───── DATA TO EXAMINE

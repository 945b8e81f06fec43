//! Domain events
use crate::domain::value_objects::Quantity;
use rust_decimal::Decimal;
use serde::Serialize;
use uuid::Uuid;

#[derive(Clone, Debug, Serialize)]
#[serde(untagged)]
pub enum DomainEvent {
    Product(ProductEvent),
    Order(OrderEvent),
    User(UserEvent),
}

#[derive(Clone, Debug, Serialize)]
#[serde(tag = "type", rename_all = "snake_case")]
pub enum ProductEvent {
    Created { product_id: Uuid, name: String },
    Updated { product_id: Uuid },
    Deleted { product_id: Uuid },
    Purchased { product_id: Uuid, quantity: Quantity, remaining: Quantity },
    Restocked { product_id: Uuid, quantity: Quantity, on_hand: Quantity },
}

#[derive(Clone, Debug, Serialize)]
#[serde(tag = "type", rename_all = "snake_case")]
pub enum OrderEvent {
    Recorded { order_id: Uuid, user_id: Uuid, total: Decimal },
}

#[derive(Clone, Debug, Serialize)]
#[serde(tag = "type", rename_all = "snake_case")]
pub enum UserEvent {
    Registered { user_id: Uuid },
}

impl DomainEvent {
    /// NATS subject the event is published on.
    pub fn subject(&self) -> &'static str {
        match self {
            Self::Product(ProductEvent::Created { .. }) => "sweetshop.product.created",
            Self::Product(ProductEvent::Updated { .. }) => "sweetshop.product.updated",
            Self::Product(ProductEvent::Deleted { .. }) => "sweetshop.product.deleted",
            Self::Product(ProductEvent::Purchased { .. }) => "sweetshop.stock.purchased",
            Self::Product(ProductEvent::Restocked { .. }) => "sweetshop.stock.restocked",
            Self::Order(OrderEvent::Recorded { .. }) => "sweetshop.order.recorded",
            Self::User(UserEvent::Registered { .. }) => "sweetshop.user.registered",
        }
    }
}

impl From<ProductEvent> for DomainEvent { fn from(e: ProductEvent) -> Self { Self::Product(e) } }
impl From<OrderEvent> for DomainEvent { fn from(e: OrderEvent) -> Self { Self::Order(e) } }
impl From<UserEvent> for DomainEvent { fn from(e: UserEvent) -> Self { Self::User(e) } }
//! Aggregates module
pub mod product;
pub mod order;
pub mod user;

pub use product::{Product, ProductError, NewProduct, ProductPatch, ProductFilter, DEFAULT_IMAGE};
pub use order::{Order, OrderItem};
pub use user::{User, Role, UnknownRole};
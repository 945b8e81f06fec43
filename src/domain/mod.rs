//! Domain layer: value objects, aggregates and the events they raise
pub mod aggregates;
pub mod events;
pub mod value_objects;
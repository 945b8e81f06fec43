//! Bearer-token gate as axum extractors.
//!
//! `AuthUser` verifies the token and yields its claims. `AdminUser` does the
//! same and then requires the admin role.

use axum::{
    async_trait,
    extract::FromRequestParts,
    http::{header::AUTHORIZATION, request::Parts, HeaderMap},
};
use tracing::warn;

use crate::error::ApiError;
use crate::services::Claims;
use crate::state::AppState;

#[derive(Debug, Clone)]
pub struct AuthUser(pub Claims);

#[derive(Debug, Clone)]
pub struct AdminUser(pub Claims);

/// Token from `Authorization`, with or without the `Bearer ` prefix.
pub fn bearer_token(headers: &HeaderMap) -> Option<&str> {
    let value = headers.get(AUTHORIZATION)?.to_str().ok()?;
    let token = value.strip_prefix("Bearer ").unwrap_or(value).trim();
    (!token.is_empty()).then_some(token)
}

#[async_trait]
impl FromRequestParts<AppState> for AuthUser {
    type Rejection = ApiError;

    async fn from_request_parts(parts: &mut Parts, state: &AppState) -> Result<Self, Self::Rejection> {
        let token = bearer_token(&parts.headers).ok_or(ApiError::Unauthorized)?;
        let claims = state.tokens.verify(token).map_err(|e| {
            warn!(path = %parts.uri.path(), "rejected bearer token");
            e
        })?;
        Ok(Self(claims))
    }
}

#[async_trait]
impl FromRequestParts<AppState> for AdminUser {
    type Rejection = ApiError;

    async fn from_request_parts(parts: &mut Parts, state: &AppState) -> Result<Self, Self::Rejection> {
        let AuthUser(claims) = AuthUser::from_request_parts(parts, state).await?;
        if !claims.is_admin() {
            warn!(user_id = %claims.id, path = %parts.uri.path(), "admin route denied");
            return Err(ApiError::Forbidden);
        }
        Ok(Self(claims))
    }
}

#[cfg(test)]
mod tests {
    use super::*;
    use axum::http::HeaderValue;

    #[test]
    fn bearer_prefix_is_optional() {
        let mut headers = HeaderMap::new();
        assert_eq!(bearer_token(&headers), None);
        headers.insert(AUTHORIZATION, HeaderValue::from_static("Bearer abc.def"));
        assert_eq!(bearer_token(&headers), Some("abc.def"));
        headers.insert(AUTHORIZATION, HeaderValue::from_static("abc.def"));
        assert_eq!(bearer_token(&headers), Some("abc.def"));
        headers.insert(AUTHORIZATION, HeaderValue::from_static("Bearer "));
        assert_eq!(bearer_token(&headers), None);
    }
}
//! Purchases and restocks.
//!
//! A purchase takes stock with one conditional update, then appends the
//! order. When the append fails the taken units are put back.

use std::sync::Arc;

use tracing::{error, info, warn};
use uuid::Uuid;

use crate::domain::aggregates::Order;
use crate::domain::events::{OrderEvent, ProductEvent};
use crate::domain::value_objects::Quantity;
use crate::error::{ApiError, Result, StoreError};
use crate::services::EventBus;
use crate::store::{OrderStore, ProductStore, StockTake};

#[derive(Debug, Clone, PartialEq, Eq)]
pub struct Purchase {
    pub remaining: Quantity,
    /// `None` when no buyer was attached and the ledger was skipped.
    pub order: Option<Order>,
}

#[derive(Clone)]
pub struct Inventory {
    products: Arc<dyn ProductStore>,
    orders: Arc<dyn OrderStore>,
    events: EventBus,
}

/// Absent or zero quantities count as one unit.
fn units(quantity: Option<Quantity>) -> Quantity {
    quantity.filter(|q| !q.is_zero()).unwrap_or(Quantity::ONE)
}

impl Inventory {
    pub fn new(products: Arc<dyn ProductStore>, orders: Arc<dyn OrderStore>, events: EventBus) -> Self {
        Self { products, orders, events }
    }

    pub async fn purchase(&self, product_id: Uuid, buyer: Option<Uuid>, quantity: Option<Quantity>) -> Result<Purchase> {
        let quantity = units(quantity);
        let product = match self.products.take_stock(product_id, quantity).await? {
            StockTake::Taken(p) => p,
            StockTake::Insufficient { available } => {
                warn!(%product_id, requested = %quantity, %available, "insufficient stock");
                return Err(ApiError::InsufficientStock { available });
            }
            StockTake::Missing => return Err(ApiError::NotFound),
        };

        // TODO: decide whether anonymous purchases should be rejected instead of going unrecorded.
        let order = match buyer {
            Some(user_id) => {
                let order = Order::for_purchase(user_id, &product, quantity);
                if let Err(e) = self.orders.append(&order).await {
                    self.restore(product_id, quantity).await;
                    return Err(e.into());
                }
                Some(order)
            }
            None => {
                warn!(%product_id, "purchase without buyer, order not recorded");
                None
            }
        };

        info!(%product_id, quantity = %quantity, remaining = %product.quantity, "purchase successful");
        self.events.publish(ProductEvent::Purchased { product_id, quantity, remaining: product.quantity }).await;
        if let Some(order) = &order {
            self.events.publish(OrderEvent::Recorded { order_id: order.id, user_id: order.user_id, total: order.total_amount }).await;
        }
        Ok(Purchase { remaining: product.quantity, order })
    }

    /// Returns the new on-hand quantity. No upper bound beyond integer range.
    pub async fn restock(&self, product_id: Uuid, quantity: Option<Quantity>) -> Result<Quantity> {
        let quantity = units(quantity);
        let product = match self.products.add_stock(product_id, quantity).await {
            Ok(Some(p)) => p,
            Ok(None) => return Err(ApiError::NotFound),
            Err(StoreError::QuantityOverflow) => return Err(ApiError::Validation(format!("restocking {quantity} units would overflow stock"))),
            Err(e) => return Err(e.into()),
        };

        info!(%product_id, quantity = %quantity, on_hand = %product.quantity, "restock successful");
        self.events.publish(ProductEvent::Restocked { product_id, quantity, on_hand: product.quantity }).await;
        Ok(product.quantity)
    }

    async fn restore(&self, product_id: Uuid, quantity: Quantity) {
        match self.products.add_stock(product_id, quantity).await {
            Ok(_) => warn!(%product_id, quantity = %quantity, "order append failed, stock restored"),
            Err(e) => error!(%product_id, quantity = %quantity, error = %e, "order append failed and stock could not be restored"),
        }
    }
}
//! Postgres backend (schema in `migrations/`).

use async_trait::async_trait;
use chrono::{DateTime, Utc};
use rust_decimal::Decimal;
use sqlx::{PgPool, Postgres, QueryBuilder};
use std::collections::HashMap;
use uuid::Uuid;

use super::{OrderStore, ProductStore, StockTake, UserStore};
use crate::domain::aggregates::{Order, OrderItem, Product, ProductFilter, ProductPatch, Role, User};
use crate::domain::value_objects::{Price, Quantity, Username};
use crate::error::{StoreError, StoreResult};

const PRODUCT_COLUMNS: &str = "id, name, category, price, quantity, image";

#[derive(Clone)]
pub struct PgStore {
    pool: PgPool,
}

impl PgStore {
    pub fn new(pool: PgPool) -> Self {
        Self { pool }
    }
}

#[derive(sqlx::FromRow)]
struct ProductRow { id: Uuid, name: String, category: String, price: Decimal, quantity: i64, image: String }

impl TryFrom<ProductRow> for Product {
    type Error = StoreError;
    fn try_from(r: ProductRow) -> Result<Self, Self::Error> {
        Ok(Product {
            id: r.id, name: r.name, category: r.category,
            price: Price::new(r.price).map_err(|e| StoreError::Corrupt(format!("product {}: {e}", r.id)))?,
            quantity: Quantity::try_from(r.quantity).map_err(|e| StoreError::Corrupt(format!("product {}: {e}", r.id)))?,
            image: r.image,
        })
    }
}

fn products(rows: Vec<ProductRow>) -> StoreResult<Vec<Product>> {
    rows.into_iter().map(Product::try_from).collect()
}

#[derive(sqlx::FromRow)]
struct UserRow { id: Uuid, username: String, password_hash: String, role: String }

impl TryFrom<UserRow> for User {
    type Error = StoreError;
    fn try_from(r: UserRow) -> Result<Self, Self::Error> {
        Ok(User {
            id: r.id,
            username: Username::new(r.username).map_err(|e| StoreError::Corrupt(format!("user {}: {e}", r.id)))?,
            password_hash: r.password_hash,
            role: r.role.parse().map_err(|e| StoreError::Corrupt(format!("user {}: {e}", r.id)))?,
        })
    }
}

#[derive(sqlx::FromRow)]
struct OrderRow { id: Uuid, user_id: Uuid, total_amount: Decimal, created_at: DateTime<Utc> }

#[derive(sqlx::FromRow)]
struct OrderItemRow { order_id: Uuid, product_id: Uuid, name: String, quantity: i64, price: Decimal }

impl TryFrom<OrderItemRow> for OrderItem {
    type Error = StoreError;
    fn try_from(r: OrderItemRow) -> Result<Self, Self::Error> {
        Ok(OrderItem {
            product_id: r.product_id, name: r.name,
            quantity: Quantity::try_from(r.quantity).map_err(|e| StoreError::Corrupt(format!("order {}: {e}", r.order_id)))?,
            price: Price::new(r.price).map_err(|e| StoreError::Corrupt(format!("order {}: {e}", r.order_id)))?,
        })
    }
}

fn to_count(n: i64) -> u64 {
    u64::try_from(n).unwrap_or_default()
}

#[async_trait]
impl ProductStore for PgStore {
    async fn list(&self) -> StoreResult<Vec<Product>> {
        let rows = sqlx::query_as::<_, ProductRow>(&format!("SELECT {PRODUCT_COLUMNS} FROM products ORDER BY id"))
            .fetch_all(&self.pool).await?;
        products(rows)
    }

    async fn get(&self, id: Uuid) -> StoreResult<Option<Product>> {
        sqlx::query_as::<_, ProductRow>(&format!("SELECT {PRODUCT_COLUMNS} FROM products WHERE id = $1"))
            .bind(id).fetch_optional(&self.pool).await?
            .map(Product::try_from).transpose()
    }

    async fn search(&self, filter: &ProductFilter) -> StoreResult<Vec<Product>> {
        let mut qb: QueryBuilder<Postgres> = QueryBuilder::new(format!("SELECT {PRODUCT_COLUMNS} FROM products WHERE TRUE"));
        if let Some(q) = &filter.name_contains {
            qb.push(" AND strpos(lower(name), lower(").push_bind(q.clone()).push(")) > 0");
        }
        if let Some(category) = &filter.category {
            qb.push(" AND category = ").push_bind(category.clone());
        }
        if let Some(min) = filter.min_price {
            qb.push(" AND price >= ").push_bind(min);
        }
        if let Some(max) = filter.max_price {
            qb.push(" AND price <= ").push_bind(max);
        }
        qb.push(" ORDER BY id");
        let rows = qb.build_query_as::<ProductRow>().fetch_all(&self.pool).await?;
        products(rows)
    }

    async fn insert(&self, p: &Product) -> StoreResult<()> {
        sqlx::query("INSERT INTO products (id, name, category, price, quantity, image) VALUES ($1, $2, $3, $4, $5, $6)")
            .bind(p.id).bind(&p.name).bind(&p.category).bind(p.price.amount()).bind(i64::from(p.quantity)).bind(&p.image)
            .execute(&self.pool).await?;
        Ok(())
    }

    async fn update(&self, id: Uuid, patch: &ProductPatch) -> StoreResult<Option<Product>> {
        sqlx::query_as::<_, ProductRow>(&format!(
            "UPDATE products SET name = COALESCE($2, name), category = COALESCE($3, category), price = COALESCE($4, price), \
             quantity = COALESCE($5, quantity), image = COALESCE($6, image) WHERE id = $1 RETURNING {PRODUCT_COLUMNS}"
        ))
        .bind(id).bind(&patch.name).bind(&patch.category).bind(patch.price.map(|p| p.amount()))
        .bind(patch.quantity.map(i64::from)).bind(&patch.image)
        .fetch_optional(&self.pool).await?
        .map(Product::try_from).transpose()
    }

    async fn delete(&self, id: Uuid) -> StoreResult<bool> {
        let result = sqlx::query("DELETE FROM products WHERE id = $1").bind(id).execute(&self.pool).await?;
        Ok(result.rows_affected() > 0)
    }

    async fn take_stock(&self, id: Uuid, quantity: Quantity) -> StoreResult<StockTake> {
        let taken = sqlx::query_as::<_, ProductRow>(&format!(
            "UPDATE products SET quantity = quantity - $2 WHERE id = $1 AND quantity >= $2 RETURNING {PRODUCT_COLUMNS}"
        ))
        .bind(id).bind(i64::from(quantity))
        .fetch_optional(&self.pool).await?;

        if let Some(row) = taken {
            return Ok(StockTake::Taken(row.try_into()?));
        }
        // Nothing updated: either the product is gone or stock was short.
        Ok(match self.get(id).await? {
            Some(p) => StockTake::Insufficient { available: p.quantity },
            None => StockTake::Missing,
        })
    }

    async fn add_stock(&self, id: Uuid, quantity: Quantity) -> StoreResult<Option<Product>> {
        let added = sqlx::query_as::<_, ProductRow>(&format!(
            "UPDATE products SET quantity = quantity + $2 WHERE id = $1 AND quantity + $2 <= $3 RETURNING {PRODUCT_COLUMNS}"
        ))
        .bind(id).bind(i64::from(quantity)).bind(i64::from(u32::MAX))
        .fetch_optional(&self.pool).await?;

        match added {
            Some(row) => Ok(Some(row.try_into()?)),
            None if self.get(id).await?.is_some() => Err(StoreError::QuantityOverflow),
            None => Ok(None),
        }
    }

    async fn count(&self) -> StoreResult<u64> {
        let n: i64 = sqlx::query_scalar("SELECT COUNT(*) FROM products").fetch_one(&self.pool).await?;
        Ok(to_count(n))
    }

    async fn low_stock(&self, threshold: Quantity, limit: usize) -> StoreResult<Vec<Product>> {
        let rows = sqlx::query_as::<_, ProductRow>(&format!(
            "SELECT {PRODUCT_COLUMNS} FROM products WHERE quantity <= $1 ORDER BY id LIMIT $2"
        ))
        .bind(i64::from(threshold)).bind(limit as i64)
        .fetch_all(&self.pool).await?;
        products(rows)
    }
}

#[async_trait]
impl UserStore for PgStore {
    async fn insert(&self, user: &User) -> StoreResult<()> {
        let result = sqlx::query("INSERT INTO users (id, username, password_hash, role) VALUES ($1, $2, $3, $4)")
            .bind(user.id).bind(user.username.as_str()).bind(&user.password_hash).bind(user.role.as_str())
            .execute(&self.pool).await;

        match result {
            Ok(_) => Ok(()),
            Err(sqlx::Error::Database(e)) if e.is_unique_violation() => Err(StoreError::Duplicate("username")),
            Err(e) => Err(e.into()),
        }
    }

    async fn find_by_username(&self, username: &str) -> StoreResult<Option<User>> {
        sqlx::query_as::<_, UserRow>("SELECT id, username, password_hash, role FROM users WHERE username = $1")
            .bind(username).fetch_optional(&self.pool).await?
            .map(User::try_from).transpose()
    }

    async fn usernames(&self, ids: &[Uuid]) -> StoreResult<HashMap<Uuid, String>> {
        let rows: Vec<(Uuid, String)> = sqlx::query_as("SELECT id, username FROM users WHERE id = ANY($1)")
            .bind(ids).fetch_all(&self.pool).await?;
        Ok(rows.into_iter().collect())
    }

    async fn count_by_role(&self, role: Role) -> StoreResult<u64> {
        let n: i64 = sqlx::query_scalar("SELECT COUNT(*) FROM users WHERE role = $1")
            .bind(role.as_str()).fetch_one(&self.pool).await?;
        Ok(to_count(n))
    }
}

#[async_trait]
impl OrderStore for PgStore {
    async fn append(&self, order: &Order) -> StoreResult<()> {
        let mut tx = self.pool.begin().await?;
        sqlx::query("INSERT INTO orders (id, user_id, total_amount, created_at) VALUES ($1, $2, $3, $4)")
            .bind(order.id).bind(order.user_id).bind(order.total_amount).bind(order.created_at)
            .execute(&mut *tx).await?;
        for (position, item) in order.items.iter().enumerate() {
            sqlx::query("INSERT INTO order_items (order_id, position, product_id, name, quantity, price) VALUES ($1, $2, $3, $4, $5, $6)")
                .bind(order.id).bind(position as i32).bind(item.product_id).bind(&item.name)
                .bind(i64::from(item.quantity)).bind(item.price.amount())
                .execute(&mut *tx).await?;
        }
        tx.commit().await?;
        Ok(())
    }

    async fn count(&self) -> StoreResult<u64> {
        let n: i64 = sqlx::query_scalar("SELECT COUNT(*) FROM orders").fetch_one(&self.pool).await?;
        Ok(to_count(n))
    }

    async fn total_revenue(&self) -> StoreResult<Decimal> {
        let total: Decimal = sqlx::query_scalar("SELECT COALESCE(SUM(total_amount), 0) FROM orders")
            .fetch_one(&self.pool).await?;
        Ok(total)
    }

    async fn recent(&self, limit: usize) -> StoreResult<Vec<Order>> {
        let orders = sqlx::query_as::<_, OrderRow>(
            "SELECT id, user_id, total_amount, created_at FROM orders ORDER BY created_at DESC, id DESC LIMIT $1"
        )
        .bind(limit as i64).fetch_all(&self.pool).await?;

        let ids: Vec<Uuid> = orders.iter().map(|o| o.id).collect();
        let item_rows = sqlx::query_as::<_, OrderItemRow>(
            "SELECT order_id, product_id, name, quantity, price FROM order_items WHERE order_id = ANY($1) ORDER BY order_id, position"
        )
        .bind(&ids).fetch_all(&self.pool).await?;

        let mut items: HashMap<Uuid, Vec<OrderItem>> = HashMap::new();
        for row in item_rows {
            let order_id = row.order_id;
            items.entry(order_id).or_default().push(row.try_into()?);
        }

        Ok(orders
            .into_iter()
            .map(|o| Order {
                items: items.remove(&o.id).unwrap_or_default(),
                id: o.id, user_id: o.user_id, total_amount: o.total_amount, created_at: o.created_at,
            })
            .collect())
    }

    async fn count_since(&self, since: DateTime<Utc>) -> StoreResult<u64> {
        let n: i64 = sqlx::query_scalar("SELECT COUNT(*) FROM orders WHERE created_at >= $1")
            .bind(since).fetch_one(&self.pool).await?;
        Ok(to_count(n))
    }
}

──────────

TASK INSTRUCTIONS =>
A single number is requested: the count of lines in the data that hold "OrderStore".

WRITTEN SOLUTION =>
5